Mom to Alfonso (Alfy) Anthony

Born into Heaven April 6, 2012

Omaha, Nebraska

From Shannon’s blog post, Alfonso (Alfy):

It took me almost a full month to type Alfy’s story. 

Thursday, April 5, 2012, I had an appointment with my OB.  I was 28 weeks pregnant.  I remember going to work that day and being so excited for my afternoon appointment, for two reasons.  1) I couldn’t wait to hear Alfy’s (note that at this time we still referred to him as “the baby” because we did not know the sex) heartbeat again and to see how we were progressing.  2) We were doing staff interviews for our summer employees and the appointment meant we had to end interviews early that day.  I love my job and even doing the interviews, but interviewing approximately 70 college students in the matter of 5 days can be a bit overwhelming and tiresome at times, especially when you are 28 weeks pregnant.  I even missed an interview that afternoon due to a post office/lunch run with one of my hallway friends.  Either way, I was excited for my appointment, to learn a little bit more about my kiddo.

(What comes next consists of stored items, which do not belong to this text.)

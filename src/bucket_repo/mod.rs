// SQLite bucket store. Rows are keyed by (server_id, granularity, bucket) and only ever
// replaced by an incoming row carrying at least as many samples.

mod ping;

use crate::models::{Bucket, Granularity, PingBucket};
use crate::protocol::LastBuckets;
use sqlx::Row;
use sqlx::sqlite::{SqliteConnectOptions, SqlitePool, SqlitePoolOptions, SqliteRow};
use std::path::Path;
use std::str::FromStr;
use tracing::instrument;

/// How many rows of an upsert replaced or created a stored bucket.
#[derive(Debug, Clone, Copy, Default, PartialEq, Eq)]
pub struct UpsertOutcome {
    pub applied: u64,
    /// Incoming rows ignored because the stored row already had more samples.
    pub stale: u64,
}

pub struct BucketRepo {
    pool: SqlitePool,
}

impl BucketRepo {
    pub async fn connect(path: &str, max_pool_size: u32) -> anyhow::Result<Self> {
        if let Some(parent) = Path::new(path).parent() {
            std::fs::create_dir_all(parent)?;
        }
        let opts = SqliteConnectOptions::from_str(&format!("sqlite:{}", path))?
            .create_if_missing(true)
            .journal_mode(sqlx::sqlite::SqliteJournalMode::Wal)
            .busy_timeout(std::time::Duration::from_secs(5))
            .synchronous(sqlx::sqlite::SqliteSynchronous::Normal);
        let pool = SqlitePoolOptions::new()
            .max_connections(max_pool_size)
            .connect_with(opts)
            .await?;
        Ok(Self { pool })
    }

    pub async fn init(&self) -> anyhow::Result<()> {
        sqlx::query(
            r#"
            CREATE TABLE IF NOT EXISTS metric_buckets (
                server_id TEXT NOT NULL,
                granularity TEXT NOT NULL,
                bucket INTEGER NOT NULL,
                cpu_sum REAL NOT NULL,
                cpu_max REAL NOT NULL,
                memory_sum REAL NOT NULL,
                memory_max REAL NOT NULL,
                disk_sum REAL NOT NULL,
                disk_max REAL NOT NULL,
                load_sum REAL NOT NULL,
                load_max REAL NOT NULL,
                net_rx INTEGER NOT NULL,
                net_tx INTEGER NOT NULL,
                sample_count INTEGER NOT NULL,
                updated_at INTEGER NOT NULL,
                PRIMARY KEY (server_id, granularity, bucket)
            )
            "#,
        )
        .execute(&self.pool)
        .await?;

        sqlx::query(
            "CREATE INDEX IF NOT EXISTS idx_metric_buckets_granularity_bucket ON metric_buckets(granularity, bucket)",
        )
        .execute(&self.pool)
        .await?;

        ping::init_ping_table(&self.pool).await?;

        Ok(())
    }

    /// Writes a whole batch in one transaction. Each row is applied only when its sample
    /// count is >= the stored one, so redelivery and reordering never lose samples.
    #[instrument(
        skip(self, metrics, pings),
        fields(repo = "buckets", operation = "upsert_batch", metrics = metrics.len(), pings = pings.len())
    )]
    pub async fn upsert_batch(
        &self,
        server_id: &str,
        metrics: &[(Granularity, Bucket)],
        pings: &[(Granularity, PingBucket)],
        updated_at: i64,
    ) -> anyhow::Result<UpsertOutcome> {
        let mut outcome = UpsertOutcome::default();
        if metrics.is_empty() && pings.is_empty() {
            return Ok(outcome);
        }
        let mut tx = self.pool.begin().await?;

        for (g, b) in metrics {
            let result = sqlx::query(
                r#"
                INSERT INTO metric_buckets
                (server_id, granularity, bucket, cpu_sum, cpu_max, memory_sum, memory_max,
                 disk_sum, disk_max, load_sum, load_max, net_rx, net_tx, sample_count, updated_at)
                VALUES ($1, $2, $3, $4, $5, $6, $7, $8, $9, $10, $11, $12, $13, $14, $15)
                ON CONFLICT(server_id, granularity, bucket) DO UPDATE SET
                    cpu_sum = excluded.cpu_sum,
                    cpu_max = excluded.cpu_max,
                    memory_sum = excluded.memory_sum,
                    memory_max = excluded.memory_max,
                    disk_sum = excluded.disk_sum,
                    disk_max = excluded.disk_max,
                    load_sum = excluded.load_sum,
                    load_max = excluded.load_max,
                    net_rx = excluded.net_rx,
                    net_tx = excluded.net_tx,
                    sample_count = excluded.sample_count,
                    updated_at = excluded.updated_at
                WHERE excluded.sample_count >= metric_buckets.sample_count
                "#,
            )
            .bind(server_id)
            .bind(g.as_str())
            .bind(b.index)
            .bind(b.cpu_sum)
            .bind(b.cpu_max)
            .bind(b.memory_sum)
            .bind(b.memory_max)
            .bind(b.disk_sum)
            .bind(b.disk_max)
            .bind(b.load_sum)
            .bind(b.load_max)
            .bind(b.net_rx as i64)
            .bind(b.net_tx as i64)
            .bind(b.sample_count as i64)
            .bind(updated_at)
            .execute(&mut *tx)
            .await?;
            if result.rows_affected() > 0 {
                outcome.applied += 1;
            } else {
                outcome.stale += 1;
            }
        }

        for (g, p) in pings {
            if ping::upsert_ping(&mut tx, server_id, *g, p, updated_at).await? {
                outcome.applied += 1;
            } else {
                outcome.stale += 1;
            }
        }

        tx.commit().await?;
        Ok(outcome)
    }

    /// Newest stored metric bucket index per lane for one agent.
    #[instrument(skip(self), fields(repo = "buckets", operation = "last_buckets"))]
    pub async fn last_buckets(&self, server_id: &str) -> anyhow::Result<LastBuckets> {
        let rows = sqlx::query(
            "SELECT granularity, MAX(bucket) AS last FROM metric_buckets WHERE server_id = $1 GROUP BY granularity",
        )
        .bind(server_id)
        .fetch_all(&self.pool)
        .await?;

        let mut out = LastBuckets::new();
        for row in rows {
            let name: String = row.try_get("granularity")?;
            let last: i64 = row.try_get("last")?;
            match Granularity::from_str(&name) {
                Ok(g) => {
                    out.insert(g, last);
                }
                Err(e) => tracing::warn!(error = %e, "skipping stored rows of unknown granularity"),
            }
        }
        Ok(out)
    }

    pub async fn get_bucket(
        &self,
        server_id: &str,
        granularity: Granularity,
        index: i64,
    ) -> anyhow::Result<Option<Bucket>> {
        let row = sqlx::query(
            "SELECT bucket, cpu_sum, cpu_max, memory_sum, memory_max, disk_sum, disk_max, load_sum, load_max, net_rx, net_tx, sample_count
             FROM metric_buckets WHERE server_id = $1 AND granularity = $2 AND bucket = $3",
        )
        .bind(server_id)
        .bind(granularity.as_str())
        .bind(index)
        .fetch_optional(&self.pool)
        .await?;
        row.as_ref().map(Self::parse_bucket_row).transpose()
    }

    pub async fn get_ping_bucket(
        &self,
        server_id: &str,
        granularity: Granularity,
        target_name: &str,
        index: i64,
    ) -> anyhow::Result<Option<PingBucket>> {
        ping::get_ping_bucket(&self.pool, server_id, granularity, target_name, index).await
    }

    pub async fn count_buckets(
        &self,
        server_id: &str,
        granularity: Granularity,
    ) -> anyhow::Result<i64> {
        let row = sqlx::query(
            "SELECT COUNT(*) AS n FROM metric_buckets WHERE server_id = $1 AND granularity = $2",
        )
        .bind(server_id)
        .bind(granularity.as_str())
        .fetch_one(&self.pool)
        .await?;
        Ok(row.try_get("n")?)
    }

    /// Deletes buckets that fell out of their lane's retention window. Returns rows deleted.
    #[instrument(skip(self), fields(repo = "buckets", operation = "prune_expired"))]
    pub async fn prune_expired(&self, now_secs: i64) -> anyhow::Result<u64> {
        let mut deleted = 0;
        for g in Granularity::ALL {
            let cutoff = g.index_for(now_secs - g.retention().as_secs() as i64);
            let r = sqlx::query("DELETE FROM metric_buckets WHERE granularity = $1 AND bucket < $2")
                .bind(g.as_str())
                .bind(cutoff)
                .execute(&self.pool)
                .await?;
            deleted += r.rows_affected();
            deleted += ping::prune_ping(&self.pool, g, cutoff).await?;
        }
        Ok(deleted)
    }

    #[instrument(skip(self), fields(repo = "buckets", operation = "vacuum"))]
    pub async fn vacuum(&self) -> anyhow::Result<()> {
        sqlx::query("VACUUM").execute(&self.pool).await?;
        Ok(())
    }

    fn parse_bucket_row(row: &SqliteRow) -> anyhow::Result<Bucket> {
        let net_rx: i64 = row.try_get("net_rx")?;
        let net_tx: i64 = row.try_get("net_tx")?;
        let sample_count: i64 = row.try_get("sample_count")?;
        Ok(Bucket {
            index: row.try_get("bucket")?,
            cpu_sum: row.try_get("cpu_sum")?,
            cpu_max: row.try_get("cpu_max")?,
            memory_sum: row.try_get("memory_sum")?,
            memory_max: row.try_get("memory_max")?,
            disk_sum: row.try_get("disk_sum")?,
            disk_max: row.try_get("disk_max")?,
            load_sum: row.try_get("load_sum")?,
            load_max: row.try_get("load_max")?,
            net_rx: net_rx.max(0) as u64,
            net_tx: net_tx.max(0) as u64,
            sample_count: sample_count.clamp(0, u32::MAX as i64) as u32,
        })
    }
}
// Point-in-time host observation (live channel only, never persisted raw)

use serde::{Deserialize, Serialize};

#[derive(Debug, Clone, PartialEq, Serialize, Deserialize)]
pub struct Sample {
    /// Unix seconds at collection time.
    pub timestamp: i64,
    pub hostname: String,
    #[serde(default, skip_serializing_if = "Option::is_none")]
    pub os: Option<OsInfo>,
    pub cpu: CpuStats,
    pub memory: MemoryStats,
    #[serde(default)]
    pub disks: Vec<DiskStats>,
    pub network: NetworkStats,
    pub load_average: LoadAverage,
    #[serde(default)]
    pub uptime: u64,
    #[serde(default, skip_serializing_if = "Option::is_none")]
    pub version: Option<String>,
}

#[derive(Debug, Clone, PartialEq, Serialize, Deserialize)]
pub struct OsInfo {
    pub name: String,
    pub version: String,
    pub kernel: String,
    pub arch: String,
}

#[derive(Debug, Clone, PartialEq, Serialize, Deserialize)]
pub struct CpuStats {
    pub usage: f64,
    pub cores: u32,
    #[serde(default)]
    pub brand: String,
}

#[derive(Debug, Clone, PartialEq, Serialize, Deserialize)]
pub struct MemoryStats {
    pub total: u64,
    pub used: u64,
    pub available: u64,
    pub usage_percent: f64,
    #[serde(default)]
    pub swap_total: u64,
    #[serde(default)]
    pub swap_used: u64,
}

#[derive(Debug, Clone, PartialEq, Serialize, Deserialize)]
pub struct DiskStats {
    pub name: String,
    pub mount: String,
    pub total: u64,
    pub used: u64,
    pub usage_percent: f64,
}

/// Interface counters summed over all non-loopback interfaces.
#[derive(Debug, Clone, Default, PartialEq, Serialize, Deserialize)]
pub struct NetworkStats {
    pub total_rx: u64,
    pub total_tx: u64,
    #[serde(default)]
    pub rx_speed: f64,
    #[serde(default)]
    pub tx_speed: f64,
}

#[derive(Debug, Clone, Default, PartialEq, Serialize, Deserialize)]
pub struct LoadAverage {
    pub one: f64,
    pub five: f64,
    pub fifteen: f64,
}

impl Sample {
    /// Usage of the root mount, or the first disk when no root mount is reported.
    pub fn disk_usage(&self) -> f64 {
        self.disks
            .iter()
            .find(|d| d.mount == "/")
            .or_else(|| self.disks.first())
            .map(|d| d.usage_percent)
            .unwrap_or(0.0)
    }
}
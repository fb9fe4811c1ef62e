// Process signal handling

/// Resolves on ctrl-c, or SIGTERM on unix.
pub async fn signal() {
    #[cfg(unix)]
    {
        let mut sigterm =
            match tokio::signal::unix::signal(tokio::signal::unix::SignalKind::terminate()) {
                Ok(s) => s,
                Err(_) => {
                    let _ = tokio::signal::ctrl_c().await;
                    return;
                }
            };
        tokio::select! {
            _ = tokio::signal::ctrl_c() => {}
            _ = sigterm.recv() => {}
        }
    }
    #[cfg(not(unix))]
    {
        let _ = tokio::signal::ctrl_c().await;
    }
}
// Ping targets and probe results

use serde::{Deserialize, Serialize};

pub const DEFAULT_TCP_PORT: u16 = 80;

#[derive(Debug, Clone, Copy, Default, PartialEq, Eq, Serialize, Deserialize)]
#[serde(rename_all = "lowercase")]
pub enum ProbeKind {
    #[default]
    Icmp,
    Tcp,
}

/// A named probe target. Pushed by the server or listed in agent config.
#[derive(Debug, Clone, PartialEq, Eq, Serialize, Deserialize)]
pub struct PingTargetConfig {
    pub name: String,
    pub host: String,
    #[serde(default, rename = "type")]
    pub kind: ProbeKind,
    #[serde(default, skip_serializing_if = "Option::is_none")]
    pub port: Option<u16>,
}

impl PingTargetConfig {
    pub fn tcp_port(&self) -> u16 {
        self.port.unwrap_or(DEFAULT_TCP_PORT)
    }
}

#[derive(Debug, Clone, Copy, PartialEq, Eq, Serialize, Deserialize)]
#[serde(rename_all = "lowercase")]
pub enum ProbeStatus {
    Ok,
    Timeout,
    Error,
}

#[derive(Debug, Clone, PartialEq, Serialize, Deserialize)]
pub struct ProbeResult {
    pub name: String,
    pub host: String,
    pub latency_ms: Option<f64>,
    /// Percentage in `[0, 100]`.
    pub packet_loss: f64,
    pub status: ProbeStatus,
}

impl ProbeResult {
    pub fn failed(target: &PingTargetConfig, status: ProbeStatus) -> Self {
        Self {
            name: target.name.clone(),
            host: target.host.clone(),
            latency_ms: None,
            packet_loss: 100.0,
            status,
        }
    }
}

I left work at approximately 3:15pm which was cutting it close for my 4:15pm appointment. (I commute approximately 45 miles each way and my OB’s office is located 15 minutes past my house.)  My husband and I drove separately that day to ensure that he would be on time to the appointment as well.  I got to the office right at 4:15.  We went in and waited for a couple of minutes as always.  When called back, we went through the usual routine, put my purse in Room 8, step on the scale to see how the weight was coming (I hadn’t put on any weight since my last appointment), pee in the cup, take blood pressure and answer some questions from the nurse.

The nurse asked me if I had been feeling movement from the baby.  I told her I thought so but it was different than it was in the beginning.  I had actually called the OB’s office almost two weeks earlier (Monday, March 26) to inquire about the movement as it seemed to have changed.  The nurse I spoke with told me that the feeling of movements generally change between 26 and 28 weeks due to the size of the baby, which is right where I was.  I assumed the nurse had asked me about movement because there was a note in my chart reflecting this phone call. 

My OB came in a few minutes later.  I laid back on the table and she measured my stomach.  She took out the fetal heart rate monitor and started to look for the Alfy’s heartbeat, but she was having a hard time finding it.  At this point I can say that I was not concerned.  Alfy always had a way of moving during appointments that made him hard to see and/or hear.  She suggested we do a quick ultrasound to check on him.  We went to the ultrasound room just a few doors down.  Even at this point, I still was not concerned.  It had never crossed my mind that Alfy, my baby, my kiddo, might be gone.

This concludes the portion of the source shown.